Getting Started#

Interfaces#

An installation of restoreio offers two interfaces, namely:

  1. Python interface

  2. Command-line interface

1. Python Interface#

You can import restoreio in Python with import restoreio. This package contains the following functions:

  • restoreio.restore(): This is the main function of the package which reconstructs incomplete velocity data, generates data ensemble, and performs statistical analysis. You can import this function by

    >>> from restoreio import restore
    
  • restoreio.scan(): This function performs a pre-scan of your NetCDF dataset and ensures your dataset is compatible as an input to restoreio.restore() function. The scan also provides you basic information about the dataset such as the time span, spatial extent of the data. These information could be useful to configure the settings for restoreio.restore() function. You can import this function by

    >>> from restoreio import scan
    

2. Command-Line Interface#

Alternatively, you may use restoreio as a standalone application which can be executed in command line. When this package is installed, the following executables will be available on your Python path:

To use these executables, make sure the /bin directory of your Python installation is set on your PATH environment variable. For instance, if your Python is installed on /opt/minicinda3/, add this path /opt/miniconda3/bin directory to PATH by

export PATH=/opt/minicinda/bin:$PATH

You may place the above line in ~/.bashrc to make the above change permanently.

Quick Start#

restoreio has two main purposes:

  1. Restore incomplete data, and

  2. Generate data ensemble.

The function restoreio.restore() serves both of the above purposes. In the followings two sections, we demonstrate simple examples on how to use this function for each of these applications.

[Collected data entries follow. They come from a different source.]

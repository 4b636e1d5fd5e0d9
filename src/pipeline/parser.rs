//! The per-file parser and the parser tree it builds.

use std::fs;
use std::path::{Path, PathBuf};

use tracing::{debug, info, warn};

use crate::dtd::{Declaration, DeclarationKind, Entity};
use crate::grammar::{self, GrammarError};
use crate::pipeline::context::ParseContext;
use crate::pipeline::error::ParseError;
use crate::pipeline::options::ParserOptions;
use crate::scanning::{DeclarationScanner, ScanError, ScanEvent};

/// One parsed DTD file: its declarations in source order plus a child
/// parser per external DTD resolved from it.
///
/// The tree keeps provenance: a declaration always lives in the node of the
/// file it was read from, never merged upward.
#[derive(Debug)]
pub struct DtdParser {
    path: PathBuf,
    options: ParserOptions,
    collection: Vec<Declaration>,
    children: Vec<DtdParser>,
}

impl DtdParser {
    /// Parse a DTD file and, transitively, every external DTD its entities
    /// reference.
    pub fn parse(path: impl AsRef<Path>, options: ParserOptions) -> Result<DtdParser, ParseError> {
        let mut context = ParseContext::new();
        DtdParser::parse_with_context(path.as_ref(), options, &mut context)
    }

    /// Like [`parse`](DtdParser::parse), but threading a caller-owned
    /// context so the cross-file maps remain available afterwards.
    pub fn parse_with_context(
        path: &Path,
        options: ParserOptions,
        context: &mut ParseContext,
    ) -> Result<DtdParser, ParseError> {
        let content = fs::read_to_string(path).map_err(|source| ParseError::Io {
            path: path.to_path_buf(),
            source,
        })?;
        let canonical = path.canonicalize().unwrap_or_else(|_| path.to_path_buf());
        context.mark_visited(canonical);
        info!(path = %path.display(), bytes = content.len(), "parsing");

        DtdParser::parse_source(&content, path, options, context)
    }

    /// Parse DTD source held in memory. `path` provides provenance and the
    /// base directory for resolving external references.
    pub fn parse_source(
        source: &str,
        path: &Path,
        options: ParserOptions,
        context: &mut ParseContext,
    ) -> Result<DtdParser, ParseError> {
        let mut parser = DtdParser {
            path: path.to_path_buf(),
            options,
            collection: Vec::new(),
            children: Vec::new(),
        };

        let mut scanner = DeclarationScanner::new(source);
        while let Some(event) = scanner.next() {
            let line = scanner.line();
            match event {
                Err(ScanError::UnterminatedDeclaration { line }) => {
                    return Err(ParseError::UnterminatedDeclaration {
                        path: parser.path,
                        line,
                    });
                }
                Ok(ScanEvent::ExportMarker(name)) => {
                    parser.mark_exported(&name, context);
                }
                Ok(ScanEvent::Declaration(mut sentence)) => {
                    let kind = grammar::classify(&sentence);
                    sentence.set_kind(kind);
                    if kind == DeclarationKind::Unidentified {
                        warn!(
                            path = %parser.path.display(),
                            line,
                            raw = sentence.raw(),
                            "skipping unidentified declaration"
                        );
                        continue;
                    }
                    if kind == DeclarationKind::Comment && !parser.options.include_comments {
                        continue;
                    }
                    match grammar::parse_declaration(&sentence, &parser.path) {
                        Ok(declaration) => {
                            debug!(kind = %kind, name = ?declaration.name(), "declaration parsed");
                            parser.collect(declaration, context)?;
                        }
                        Err(source @ GrammarError::UnknownAttributeType { .. }) => {
                            return Err(ParseError::Grammar {
                                path: parser.path,
                                line,
                                source,
                            });
                        }
                        Err(err) => {
                            warn!(path = %parser.path.display(), line, %err, "skipping declaration");
                        }
                    }
                }
            }
        }

        info!(
            path = %parser.path.display(),
            blocks = parser.collection.len(),
            "parsed"
        );
        Ok(parser)
    }

    /// Append a record, index it, and resolve it if it references an
    /// external DTD.
    fn collect(
        &mut self,
        declaration: Declaration,
        context: &mut ParseContext,
    ) -> Result<(), ParseError> {
        context.record(&declaration);
        let external = match &declaration {
            Declaration::Entity(e) if e.external => Some(e.clone()),
            _ => None,
        };
        self.collection.push(declaration);
        if let Some(entity) = external {
            self.resolve_external(&entity, context)?;
        }
        Ok(())
    }

    /// Parse the external DTD an entity points at, relative to this file's
    /// directory. Already-visited files are treated as resolved; a missing
    /// file is fatal unless ignore mode is on.
    fn resolve_external(
        &mut self,
        entity: &Entity,
        context: &mut ParseContext,
    ) -> Result<(), ParseError> {
        let base = self.path.parent().unwrap_or_else(|| Path::new("."));
        let target = base.join(&entity.url);

        if !target.exists() {
            if self.options.ignore_external {
                warn!(
                    url = %entity.url,
                    declared_in = %self.path.display(),
                    entity = %entity.name,
                    "external DTD not found, skipping"
                );
                return Ok(());
            }
            return Err(ParseError::MissingExternal {
                url: entity.url.clone(),
                declared_in: self.path.clone(),
                entity: entity.name.clone(),
            });
        }

        let canonical = target.canonicalize().map_err(|source| ParseError::Io {
            path: target.clone(),
            source,
        })?;
        if context.was_visited(&canonical) {
            debug!(path = %canonical.display(), "external DTD already parsed");
            return Ok(());
        }

        let child = DtdParser::parse_with_context(&target, self.options.clone(), context)?;
        self.children.push(child);
        Ok(())
    }

    /// Set the exported flag on the named entity. Unknown names only warn;
    /// marking twice is a no-op.
    fn mark_exported(&mut self, name: &str, context: &mut ParseContext) {
        for declaration in &mut self.collection {
            if let Declaration::Entity(entity) = declaration {
                if entity.name == name {
                    entity.exported = true;
                    context.set_exported(name);
                    debug!(name, "entity marked exported");
                    return;
                }
            }
        }
        warn!(
            name,
            path = %self.path.display(),
            "export marker does not match any entity"
        );
    }

    /// The file this parser read.
    pub fn path(&self) -> &Path {
        &self.path
    }

    /// This file's declarations, in source order.
    pub fn declarations(&self) -> &[Declaration] {
        &self.collection
    }

    /// One child per external DTD resolved from this file, in resolution
    /// order.
    pub fn children(&self) -> &[DtdParser] {
        &self.children
    }
}
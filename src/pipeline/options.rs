//! Parse-run configuration.

/// Knobs for a parse run, shared by the whole parser tree.
#[derive(Debug, Clone)]
pub struct ParserOptions {
    /// Collect comment declarations into the output.
    pub include_comments: bool,
    /// Treat a missing external DTD as a skip-with-warning instead of a
    /// fatal error.
    pub ignore_external: bool,
}

impl Default for ParserOptions {
    fn default() -> ParserOptions {
        ParserOptions {
            include_comments: true,
            ignore_external: false,
        }
    }
}
//! Grammar-level failures.

use std::fmt;

use crate::dtd::DeclarationKind;

/// Failure while interpreting one declaration's word list.
///
/// `Malformed` is recoverable: the file parser skips the declaration and
/// keeps going. `UnknownAttributeType` is not: an attribute list whose type
/// word falls outside the type table leaves the cursor position meaningless,
/// so the whole file parse aborts.
#[derive(Debug, Clone)]
pub enum GrammarError {
    Malformed {
        kind: DeclarationKind,
        detail: String,
    },
    UnknownAttributeType {
        element: String,
        attribute: String,
        token: String,
    },
}

impl fmt::Display for GrammarError {
    fn fmt(&self, f: &mut fmt::Formatter<'_>) -> fmt::Result {
        match self {
            GrammarError::Malformed { kind, detail } => {
                write!(f, "malformed {kind} declaration: {detail}")
            }
            GrammarError::UnknownAttributeType {
                element,
                attribute,
                token,
            } => write!(
                f,
                "unknown attribute type '{token}' for attribute '{attribute}' of element '{element}'"
            ),
        }
    }
}

impl std::error::Error for GrammarError {}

1. Restoring Incomplete Data#

The following illustrates a minimalistic example of how to restore missing data in an HF radar dataset. This example showcases the usage of both the Python interface and the command-line interface of restoreio.

Using Python Interface#

The code below uses the restoreio.restore() function in the Python interface of restoreio:

>>> # Import package
>>> from restoreio import restore

>>> # OpenDap URL of HF radar data
>>> input = 'https://transport.me.berkeley.edu/thredds/dodsC/' + \
...         'root/MontereyBay/MontereyBay_2km_original.nc'

>>> # Specify output
>>> output = '/tmp/output.nc'

>>> # Specify a time point
>>> time_point = '2017-01-25T09:00:00'

>>> # Restore missing velocity data
>>> restore(input, output=output, time=time_point, detect_land=True,
...         fill_coast=True, plot=True)

The provided code generates the following plots, allowing you to compare the input data (left column) with the output data (right column). Additionally, the outcome of the above code is saved as an output file named output.nc, which contains the reconstructed east and north components of the velocity data.

../_images/velocities.png

The above code processed one time point specific by time argument. You can also process a time interval within the input dataset using min_time and max_time arguments:

>>> # Import package
>>> from restoreio import restore

>>> # OpenDap URL of HF radar data
>>> input = 'https://transport.me.berkeley.edu/thredds/dodsC/' + \
...         'root/MontereyBay/MontereyBay_2km_original.nc'

>>> # Specify output
>>> output = '/tmp/output.nc'

>>> # Subsetting time
>>> min_time = '2017-01-25T03:00:00'
>>> max_time = '2017-01-25T09:00:00'

>>> # Restore missing velocity data
>>> restore(input, output=output, min_time=min_time, max_time=max_time,
...         detect_land=True)

The output file includes reconstructed variables named east_vel and north_vel. The following code reads the output file and prints the variables within it:

>>> # Reading the output file
>>> import netCDF4
>>> nc = netCDF4.Dataset(output)
>>> nc.variables.keys()
dict_keys(['time', 'lon', 'lat', 'mask', 'east_vel', 'north_vel'])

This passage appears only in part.